Positive data from NewLink Genetics Phase1/2 study of HyperAcute-Lung cancer immunotherapy

NewLink Genetics Corporation announced today data from a Phase 1/2 study showing that patients with progressive advanced non-small cell lung cancer treated with its HyperAcute®-Lung cancer immunotherapy experienced favorable median survival.

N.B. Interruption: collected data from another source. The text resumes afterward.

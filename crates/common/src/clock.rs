//! Wall-clock helpers

use std::time::{SystemTime, UNIX_EPOCH};

/// Milliseconds since the unix epoch. A clock set before 1970 reads as 0.
pub fn unix_millis() -> u64 {
    SystemTime::now()
        .duration_since(UNIX_EPOCH)
        .unwrap_or_default()
        .as_millis() as u64
}
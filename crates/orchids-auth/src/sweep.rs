//! Background expiry sweep for the token cache

use std::time::Duration;

use tracing::debug;

use crate::cache::TokenCache;

/// Spawn a task that removes expired tokens every `interval`.
///
/// Returns a `JoinHandle`; abort it on shutdown.
pub fn spawn_sweep_task(cache: TokenCache, interval: Duration) -> tokio::task::JoinHandle<()> {
    tokio::spawn(async move {
        let mut ticker = tokio::time::interval(interval);
        // Skip the immediate first tick, the cache starts empty
        ticker.tick().await;

        loop {
            ticker.tick().await;
            let removed = cache.sweep().await;
            if removed > 0 {
                debug!(removed, "swept expired session tokens");
            }
        }
    })
}
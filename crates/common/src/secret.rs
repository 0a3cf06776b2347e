//! Redacting wrapper for credentials

use std::fmt;
use zeroize::Zeroize;

/// Sensitive value (account cookies, bearer tokens). Never printed, zeroed on drop.
pub struct Secret<T: Zeroize>(T);

impl<T: Zeroize> Secret<T> {
    pub fn new(value: T) -> Self {
        Self(value)
    }

    /// Borrow the inner value. Only header construction should need this.
    pub fn expose(&self) -> &T {
        &self.0
    }
}

impl<T: Zeroize> fmt::Debug for Secret<T> {
    fn fmt(&self, f: &mut fmt::Formatter<'_>) -> fmt::Result {
        write!(f, "[REDACTED]")
    }
}

impl<T: Zeroize> fmt::Display for Secret<T> {
    fn fmt(&self, f: &mut fmt::Formatter<'_>) -> fmt::Result {
        write!(f, "[REDACTED]")
    }
}

impl<T: Zeroize> Drop for Secret<T> {
    fn drop(&mut self) {
        self.0.zeroize();
    }
}

impl<T: Zeroize + Clone> Clone for Secret<T> {
    fn clone(&self) -> Self {
        Self(self.0.clone())
    }
}

impl From<String> for Secret<String> {
    fn from(value: String) -> Self {
        Self::new(value)
    }
}

#[cfg(test)]
mod tests {
    use super::*;

    #[test]
    fn cookie_is_redacted_in_debug_and_display() {
        let cookie = Secret::new(String::from("client_2abc"));
        assert_eq!(format!("{cookie:?}"), "[REDACTED]");
        assert_eq!(format!("{cookie}"), "[REDACTED]");
    }

    #[test]
    fn expose_returns_inner_value() {
        let cookie: Secret<String> = String::from("client_2abc").into();
        assert_eq!(cookie.expose(), "client_2abc");
    }

    #[test]
    fn clone_is_independent() {
        let a = Secret::new(String::from("uat"));
        let b = a.clone();
        drop(a);
        assert_eq!(b.expose(), "uat");
    }
}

The data were presented at the 101st American Association for Cancer Research (AACR) Annual Meeting.

The study titled "Phase I/II study of antitumor vaccination using lung cancer cells expressing murine alpha(1,3)galactosyltransferase (alphaGT) in non-small cell lung cancer (NSCLC)" involved a unique treatment approach designed to trigger a powerful immune response to cancer cells similar to the hyperacute reactions that occur with xenotransplants (tissues from lower animals transplanted into old-world primates).

"This trial was the first to test this type of immunotherapy in patients, and we are quite encouraged by the findings," said lead investigator John C. Morris, M.D., Co-director of Clinical Trials, Metabolism Branch, National Cancer Institute, Bethesda, MD. "This study showed that HyperAcute-Lung cancer immunotherapy is feasible, safe, and associated with favorable survival in patients with previously-treated, advanced non-small cell lung cancer."

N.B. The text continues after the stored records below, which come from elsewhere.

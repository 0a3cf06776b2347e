//! Claude Messages wire types
//!
//! Request types are lenient: `system` may be a string or a block list, block
//! fields default when absent, and unknown block kinds decode to
//! `ContentBlock::Unknown` instead of failing the request. Response and stream
//! types mirror the Messages API event stream.

use serde::{Deserialize, Deserializer, Serialize};
use serde_json::Value;

#[derive(Debug, Clone, Deserialize, Serialize)]
pub struct MessagesRequest {
    pub model: String,
    #[serde(default)]
    pub messages: Vec<Message>,
    #[serde(default, deserialize_with = "system_blocks")]
    pub system: Vec<SystemBlock>,
    #[serde(default)]
    pub tools: Vec<Tool>,
    #[serde(default)]
    pub stream: bool,
    #[serde(default, skip_serializing_if = "Option::is_none")]
    pub max_tokens: Option<u32>,
    /// Accepted for compatibility; the upstream decides reasoning on its own.
    #[serde(default, skip_serializing_if = "Option::is_none")]
    pub thinking: Option<Value>,
}

impl MessagesRequest {
    /// Whether the client marked any system block for ephemeral caching.
    pub fn has_cache_control(&self) -> bool {
        self.system.iter().any(|block| {
            block
                .cache_control
                .as_ref()
                .is_some_and(|c| c.kind == "ephemeral")
        })
    }
}

#[derive(Debug, Clone, PartialEq, Deserialize, Serialize)]
pub struct SystemBlock {
    #[serde(rename = "type", default = "text_kind")]
    pub kind: String,
    #[serde(default)]
    pub text: String,
    #[serde(default, skip_serializing_if = "Option::is_none")]
    pub cache_control: Option<CacheControl>,
}

impl SystemBlock {
    pub fn text(text: impl Into<String>) -> Self {
        Self {
            kind: text_kind(),
            text: text.into(),
            cache_control: None,
        }
    }
}

fn text_kind() -> String {
    "text".to_string()
}

#[derive(Debug, Clone, PartialEq, Deserialize, Serialize)]
pub struct CacheControl {
    #[serde(rename = "type")]
    pub kind: String,
}

fn system_blocks<'de, D>(deserializer: D) -> Result<Vec<SystemBlock>, D::Error>
where
    D: Deserializer<'de>,
{
    #[derive(Deserialize)]
    #[serde(untagged)]
    enum Raw {
        Text(String),
        Blocks(Vec<SystemBlock>),
    }

    Ok(match Option::<Raw>::deserialize(deserializer)? {
        None => Vec::new(),
        Some(Raw::Text(text)) if text.is_empty() => Vec::new(),
        Some(Raw::Text(text)) => vec![SystemBlock::text(text)],
        Some(Raw::Blocks(blocks)) => blocks,
    })
}

#[derive(Debug, Clone, PartialEq, Deserialize, Serialize)]
pub struct Message {
    pub role: String,
    #[serde(default)]
    pub content: MessageContent,
}

impl Message {
    pub fn text(role: &str, text: impl Into<String>) -> Self {
        Self {
            role: role.to_string(),
            content: MessageContent::Text(text.into()),
        }
    }
}

#[derive(Debug, Clone, PartialEq, Deserialize, Serialize)]
#[serde(untagged)]
pub enum MessageContent {
    Text(String),
    Blocks(Vec<ContentBlock>),
}

impl Default for MessageContent {
    fn default() -> Self {
        MessageContent::Text(String::new())
    }
}

#[derive(Debug, Clone, PartialEq, Deserialize, Serialize)]
#[serde(tag = "type", rename_all = "snake_case")]
pub enum ContentBlock {
    Text {
        #[serde(default)]
        text: String,
    },
    Image {
        #[serde(default)]
        source: ImageSource,
    },
    ToolUse {
        #[serde(default)]
        id: String,
        #[serde(default)]
        name: String,
        #[serde(default)]
        input: Value,
    },
    ToolResult {
        #[serde(default)]
        tool_use_id: String,
        #[serde(default, skip_serializing_if = "Option::is_none")]
        content: Option<Value>,
        #[serde(default)]
        is_error: bool,
    },
    Thinking {
        #[serde(default)]
        thinking: String,
    },
    #[serde(other)]
    Unknown,
}

#[derive(Debug, Clone, Default, PartialEq, Deserialize, Serialize)]
pub struct ImageSource {
    #[serde(rename = "type", default)]
    pub kind: String,
    #[serde(default)]
    pub media_type: String,
    #[serde(default)]
    pub data: String,
}

#[derive(Debug, Clone, PartialEq, Deserialize, Serialize)]
pub struct Tool {
    pub name: String,
    #[serde(default)]
    pub description: String,
    #[serde(default)]
    pub input_schema: Value,
}

// --- responses ---

/// One assistant content block as returned to the client.
#[derive(Debug, Clone, PartialEq, Serialize)]
#[serde(tag = "type", rename_all = "snake_case")]
pub enum ResponseBlock {
    Thinking { thinking: String },
    Text { text: String },
    ToolUse { id: String, name: String, input: Value },
}

#[derive(Debug, Clone, Copy, Default, PartialEq, Eq, Serialize)]
pub struct Usage {
    pub input_tokens: u32,
    pub output_tokens: u32,
    #[serde(skip_serializing_if = "Option::is_none")]
    pub cache_creation_input_tokens: Option<u32>,
    #[serde(skip_serializing_if = "Option::is_none")]
    pub cache_read_input_tokens: Option<u32>,
}

/// A complete assistant message. Also the payload of `message_start`, with
/// empty content and no stop reason.
#[derive(Debug, Clone, PartialEq, Serialize)]
pub struct MessageResponse {
    pub id: String,
    #[serde(rename = "type")]
    pub kind: &'static str,
    pub role: &'static str,
    pub content: Vec<ResponseBlock>,
    pub model: String,
    pub stop_reason: Option<String>,
    pub stop_sequence: Option<String>,
    pub usage: Usage,
}

#[derive(Debug, Clone, PartialEq, Serialize)]
#[serde(tag = "type", rename_all = "snake_case")]
pub enum BlockDelta {
    TextDelta { text: String },
    ThinkingDelta { thinking: String },
    InputJsonDelta { partial_json: String },
}

#[derive(Debug, Clone, PartialEq, Serialize)]
pub struct StopDelta {
    pub stop_reason: String,
    pub stop_sequence: Option<String>,
}

#[derive(Debug, Clone, Copy, PartialEq, Eq, Serialize)]
pub struct OutputUsage {
    pub output_tokens: u32,
}

/// Client-facing stream event. Serialized as the SSE `data` payload; `name()`
/// is the SSE `event` field.
#[derive(Debug, Clone, PartialEq, Serialize)]
#[serde(tag = "type", rename_all = "snake_case")]
pub enum StreamEvent {
    MessageStart {
        message: MessageResponse,
    },
    ContentBlockStart {
        index: usize,
        content_block: ResponseBlock,
    },
    ContentBlockDelta {
        index: usize,
        delta: BlockDelta,
    },
    ContentBlockStop {
        index: usize,
    },
    MessageDelta {
        delta: StopDelta,
        usage: OutputUsage,
    },
    MessageStop,
}

impl StreamEvent {
    pub fn name(&self) -> &'static str {
        match self {
            StreamEvent::MessageStart { .. } => "message_start",
            StreamEvent::ContentBlockStart { .. } => "content_block_start",
            StreamEvent::ContentBlockDelta { .. } => "content_block_delta",
            StreamEvent::ContentBlockStop { .. } => "content_block_stop",
            StreamEvent::MessageDelta { .. } => "message_delta",
            StreamEvent::MessageStop => "message_stop",
        }
    }
}

#[cfg(test)]
mod tests {
    use super::*;

    #[test]
    fn system_accepts_string_or_blocks() {
        let req: MessagesRequest =
            serde_json::from_str(r#"{"model":"m","messages":[],"system":"be brief"}"#).unwrap();
        assert_eq!(req.system, vec![SystemBlock::text("be brief")]);

        let req: MessagesRequest = serde_json::from_str(
            r#"{"model":"m","system":[{"type":"text","text":"a","cache_control":{"type":"ephemeral"}}]}"#,
        )
        .unwrap();
        assert_eq!(req.system.len(), 1);
        assert!(req.has_cache_control());

        let req: MessagesRequest = serde_json::from_str(r#"{"model":"m","system":null}"#).unwrap();
        assert!(req.system.is_empty());
        assert!(!req.has_cache_control());
    }

    #[test]
    fn content_accepts_string_or_blocks() {
        let msg: Message = serde_json::from_str(r#"{"role":"user","content":"hi"}"#).unwrap();
        assert_eq!(msg.content, MessageContent::Text("hi".into()));

        let msg: Message = serde_json::from_str(
            r#"{"role":"assistant","content":[
                {"type":"thinking","thinking":"hmm","signature":"sig"},
                {"type":"text","text":"ok"},
                {"type":"tool_use","id":"t1","name":"Read","input":{"path":"a"}}
            ]}"#,
        )
        .unwrap();
        let MessageContent::Blocks(blocks) = msg.content else {
            panic!("expected blocks");
        };
        assert!(matches!(blocks[0], ContentBlock::Thinking { .. }));
        assert_eq!(blocks[1], ContentBlock::Text { text: "ok".into() });
        assert!(matches!(&blocks[2], ContentBlock::ToolUse { name, .. } if name == "Read"));
    }

    #[test]
    fn unknown_block_kinds_do_not_fail_the_request() {
        let msg: Message = serde_json::from_str(
            r#"{"role":"user","content":[{"type":"document","source":{}},{"type":"text","text":"x"}]}"#,
        )
        .unwrap();
        let MessageContent::Blocks(blocks) = msg.content else {
            panic!("expected blocks");
        };
        assert_eq!(blocks[0], ContentBlock::Unknown);
    }

    #[test]
    fn tool_result_content_is_optional() {
        let block: ContentBlock =
            serde_json::from_str(r#"{"type":"tool_result","tool_use_id":"t1"}"#).unwrap();
        assert_eq!(
            block,
            ContentBlock::ToolResult {
                tool_use_id: "t1".into(),
                content: None,
                is_error: false
            }
        );
    }

    #[test]
    fn stream_events_serialize_with_type_tags() {
        let event = StreamEvent::ContentBlockDelta {
            index: 2,
            delta: BlockDelta::InputJsonDelta {
                partial_json: "{}".into(),
            },
        };
        let json = serde_json::to_value(&event).unwrap();
        assert_eq!(json["type"], "content_block_delta");
        assert_eq!(json["index"], 2);
        assert_eq!(json["delta"]["type"], "input_json_delta");
        assert_eq!(event.name(), "content_block_delta");

        let stop = serde_json::to_value(StreamEvent::MessageStop).unwrap();
        assert_eq!(stop, serde_json::json!({"type": "message_stop"}));
    }

    #[test]
    fn usage_omits_cache_fields_when_unset() {
        let usage = Usage {
            input_tokens: 10,
            output_tokens: 2,
            ..Usage::default()
        };
        let json = serde_json::to_value(usage).unwrap();
        assert!(json.get("cache_read_input_tokens").is_none());
        assert_eq!(json["input_tokens"], 10);
    }
}
//! Per-account activity tracking
//!
//! The orchestrator reports each attempt outcome here. A success marks the
//! account active and clears its visible error state; a failure records the
//! error. The health endpoint renders the result.

use std::collections::HashMap;

use serde::Serialize;
use tokio::sync::RwLock;
use tracing::info;

/// Externally visible state of one account.
#[derive(Debug, Clone, Default, PartialEq, Eq, Serialize)]
pub struct KeeperStatus {
    /// Unix milliseconds of the last successful stream
    pub last_active_at: Option<u64>,
    pub last_error: Option<String>,
    pub consecutive_failures: u32,
}

#[derive(Debug, Default)]
pub struct AccountKeeper {
    statuses: RwLock<HashMap<i64, KeeperStatus>>,
}

impl AccountKeeper {
    pub fn new() -> Self {
        Self::default()
    }

    /// Record a successful stream: stamp activity, clear the error.
    pub async fn mark_active(&self, id: i64) {
        let mut statuses = self.statuses.write().await;
        let status = statuses.entry(id).or_default();
        if status.last_error.is_some() {
            info!(account_id = id, "account recovered");
        }
        status.last_active_at = Some(common::unix_millis());
        status.last_error = None;
        status.consecutive_failures = 0;
    }

    /// Record a failed attempt.
    pub async fn record_failure(&self, id: i64, error: &str) {
        let mut statuses = self.statuses.write().await;
        let status = statuses.entry(id).or_default();
        status.last_error = Some(error.to_string());
        status.consecutive_failures += 1;
    }

    pub async fn status(&self, id: i64) -> Option<KeeperStatus> {
        self.statuses.read().await.get(&id).cloned()
    }

    /// All tracked accounts keyed by id, for the health endpoint.
    pub async fn snapshot(&self) -> serde_json::Value {
        let statuses = self.statuses.read().await;
        let map: serde_json::Map<String, serde_json::Value> = statuses
            .iter()
            .map(|(id, status)| {
                (
                    id.to_string(),
                    serde_json::to_value(status).unwrap_or(serde_json::Value::Null),
                )
            })
            .collect();
        serde_json::Value::Object(map)
    }
}

#[cfg(test)]
mod tests {
    use super::*;

    #[tokio::test]
    async fn failure_then_success_clears_error() {
        let keeper = AccountKeeper::new();
        keeper.record_failure(1, "upstream returned 502").await;
        keeper.record_failure(1, "upstream returned 502").await;

        let status = keeper.status(1).await.unwrap();
        assert_eq!(status.consecutive_failures, 2);
        assert_eq!(status.last_error.as_deref(), Some("upstream returned 502"));
        assert!(status.last_active_at.is_none());

        keeper.mark_active(1).await;
        let status = keeper.status(1).await.unwrap();
        assert_eq!(status.consecutive_failures, 0);
        assert!(status.last_error.is_none());
        assert!(status.last_active_at.is_some());
    }

    #[tokio::test]
    async fn unknown_account_has_no_status() {
        let keeper = AccountKeeper::new();
        assert!(keeper.status(9).await.is_none());
    }

    #[tokio::test]
    async fn snapshot_is_keyed_by_id() {
        let keeper = AccountKeeper::new();
        keeper.mark_active(3).await;
        keeper.record_failure(4, "token fetch failed").await;

        let snapshot = keeper.snapshot().await;
        assert!(snapshot["3"]["last_active_at"].is_u64());
        assert_eq!(snapshot["4"]["last_error"], "token fetch failed");
        assert_eq!(snapshot["4"]["consecutive_failures"], 1);
    }
}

In transplants of human organs such as the kidneys or heart, recipients are at risk of rejecting donor organs because of immune system reactions directed against the foreign tissue. That immune response is dramatically stronger if non-primate organs, for example, pig hearts are transplanted into primates, largely because lower animals express sugar patterns on their cell surfaces that are not expressed in humans. The sugar epitopes, known as alpha(1,3)-galactosyl, or alpha-Gal residues, are powerful antigens that cause a rapid, hyperacute rejection response whenever foreign tissues bearing it are introduced into the human body. The response is strong enough to destroy transplanted cells and tissues within hours. NewLink's HyperAcute immunotherapy exploits this hyperacute antigen-antibody response to educate a patient's immune system to attack and destroy the patient's own unmodified cancer cells.

In this study, conducted at the National Cancer Institute, a total of 17 patients in the Phase 1 portion and 26 patients in Phase 2 portion were injected with an anti-tumor immunotherapy consisting of three types of viable, non-dividing, human lung cancer cells that had been genetically altered to express the mouse gene responsible for making alpha-Gal residues.

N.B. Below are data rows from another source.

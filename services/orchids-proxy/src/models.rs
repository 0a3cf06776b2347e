//! Client model names to upstream model tiers

use serde::Serialize;

pub const OPUS: &str = "claude-opus-4.5";
pub const SONNET: &str = "claude-sonnet-4.5";
pub const HAIKU: &str = "claude-haiku-4.5";

/// Exact-match table. Every key is also listed by `GET /v1/models`.
const MODEL_MAP: &[(&str, &str)] = &[
    ("claude-opus-4-5", OPUS),
    ("claude-opus-4-5-20251101", OPUS),
    ("claude-3-opus-20240229", OPUS),
    ("claude-3-opus-latest", OPUS),
    ("claude-haiku-4-5", HAIKU),
    ("claude-haiku-4-5-20251001", HAIKU),
    ("claude-3-5-haiku-20241022", HAIKU),
    ("claude-3-5-haiku-latest", HAIKU),
    ("claude-sonnet-4-5", SONNET),
    ("claude-sonnet-4-5-20250929", SONNET),
    ("claude-3-5-sonnet-20241022", SONNET),
    ("claude-3-5-sonnet-latest", SONNET),
    ("claude-sonnet-4", "claude-sonnet-4"),
    ("claude-sonnet-4-20250514", "claude-sonnet-4"),
    ("claude-3-7-sonnet-20250219", "claude-3.7-sonnet"),
];

const CATALOG_CREATED: u64 = 1_700_000_000;

/// Map a client model name to the upstream tier.
///
/// Unknown names fall back on a case-insensitive substring match so that new
/// dated releases keep working without a table update.
pub fn map_model(requested: &str) -> &'static str {
    if let Some(&(_, tier)) = MODEL_MAP.iter().find(|(name, _)| *name == requested) {
        return tier;
    }
    let lower = requested.to_ascii_lowercase();
    if lower.contains("opus") {
        OPUS
    } else if lower.contains("haiku") {
        HAIKU
    } else {
        SONNET
    }
}

#[derive(Debug, Serialize)]
pub struct ModelList {
    pub object: &'static str,
    pub data: Vec<ModelEntry>,
}

#[derive(Debug, Serialize)]
pub struct ModelEntry {
    pub id: &'static str,
    pub object: &'static str,
    pub created: u64,
    pub owned_by: &'static str,
}

pub fn catalog() -> ModelList {
    ModelList {
        object: "list",
        data: MODEL_MAP
            .iter()
            .map(|&(id, _)| ModelEntry {
                id,
                object: "model",
                created: CATALOG_CREATED,
                owned_by: "anthropic",
            })
            .collect(),
    }
}

#[cfg(test)]
mod tests {
    use super::*;

    #[test]
    fn exact_names_map_through_the_table() {
        assert_eq!(map_model("claude-3-5-haiku-20241022"), HAIKU);
        assert_eq!(map_model("claude-sonnet-4-20250514"), "claude-sonnet-4");
        assert_eq!(map_model("claude-3-7-sonnet-20250219"), "claude-3.7-sonnet");
        assert_eq!(map_model("claude-opus-4-5"), OPUS);
    }

    #[test]
    fn unknown_names_fall_back_by_substring() {
        assert_eq!(map_model("Claude-OPUS-5-preview"), OPUS);
        assert_eq!(map_model("my-haiku-clone"), HAIKU);
        assert_eq!(map_model("gpt-4o"), SONNET);
        assert_eq!(map_model(""), SONNET);
    }

    #[test]
    fn catalog_lists_every_mapped_name() {
        let list = catalog();
        assert_eq!(list.object, "list");
        assert_eq!(list.data.len(), MODEL_MAP.len());
        assert!(list.data.iter().all(|m| m.owned_by == "anthropic"));

        let json = serde_json::to_value(&list).unwrap();
        assert_eq!(json["data"][0]["id"], "claude-opus-4-5");
        assert_eq!(json["data"][0]["created"], 1_700_000_000);
    }
}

"Although cells making up naturally occurring NSCLC tumors in patients do not express alpha-Gal, they share other molecules with the genetically altered lung cancer cells introduced by the vaccine," Dr. Morris added. "Those similarities may allow the antibodies and immune cells targeting alpha-Gal to redirect their attack and destroy patients' own tumor cells."

Phase 1 results showed:

• Six of 16 evaluable patients experienced stabilization of disease for a median of 34.9 weeks.
• No dose-limiting toxicity or serious adverse events were attributed to the HyperAcute-Lung immunotherapy.

Phase 2 results showed:

• Median progression-free survival for the entire group was 15.5 weeks and for patients with stable disease was 28.1 weeks.
• Median overall survival was 52.1 weeks.
• Overall survival correlated with the persistence of anti-alphaGal immunoglobulin (IgG) antibody titers.
• Longer overall survival was associated with increased gamma-interferon (IFNg) secretion by peripheral blood mononuclear cells (PBMC's) post-vaccination in an ELISPOT assay in those patients in which the assay was performed.

"NewLink has a broad and growing platform of tumor-specific immunotherapies based on our HyperAcute technology," said Charles Link, M.D., chairman and chief executive officer of NewLink Genetics Corporation. "In addition to this promising new lung cancer data, we have started screening patients for a pivotal Phase 3 trial of HyperAcute-Pancreas immunotherapy in patients with pancreatic cancer."

NewLink is currently advancing four product candidates in human clinical trials. Its HyperAcute immunotherapy for pancreatic cancer will enroll about 700 previously untreated patients with resected pancreatic cancer. This Phase 3 trial will randomly assign patients to receive either the current standard of care or the current standard of care plus the NewLink HyperAcute pancreatic cancer immunotherapy. The HyperAcute product for melanoma is showing early promise in a small, investigator-sponsored Phase 2 study. Data from Phase 2 studies of the NewLink pancreatic cancer and melanoma immunotherapies will be presented at ASCO in June 2010.  NewLink is also developing a first-in-class, small-molecule inhibitor of the indoleamine 2,3 dioxygenase (IDO) pathway, which is presently undergoing Phase 1 safety testing and which the company plans to move into Phase 2 studies later this year.

The company's HyperAcute products are composed of irradiated, allogeneic (off the shelf), whole cancer cells that have been genetically modified to add alpha-Gal residues to cell-surface lipids and proteins. The alpha-Gal epitopes function as a molecular adjuvant, effectively harnessing this xenotransplant rejection mechanism.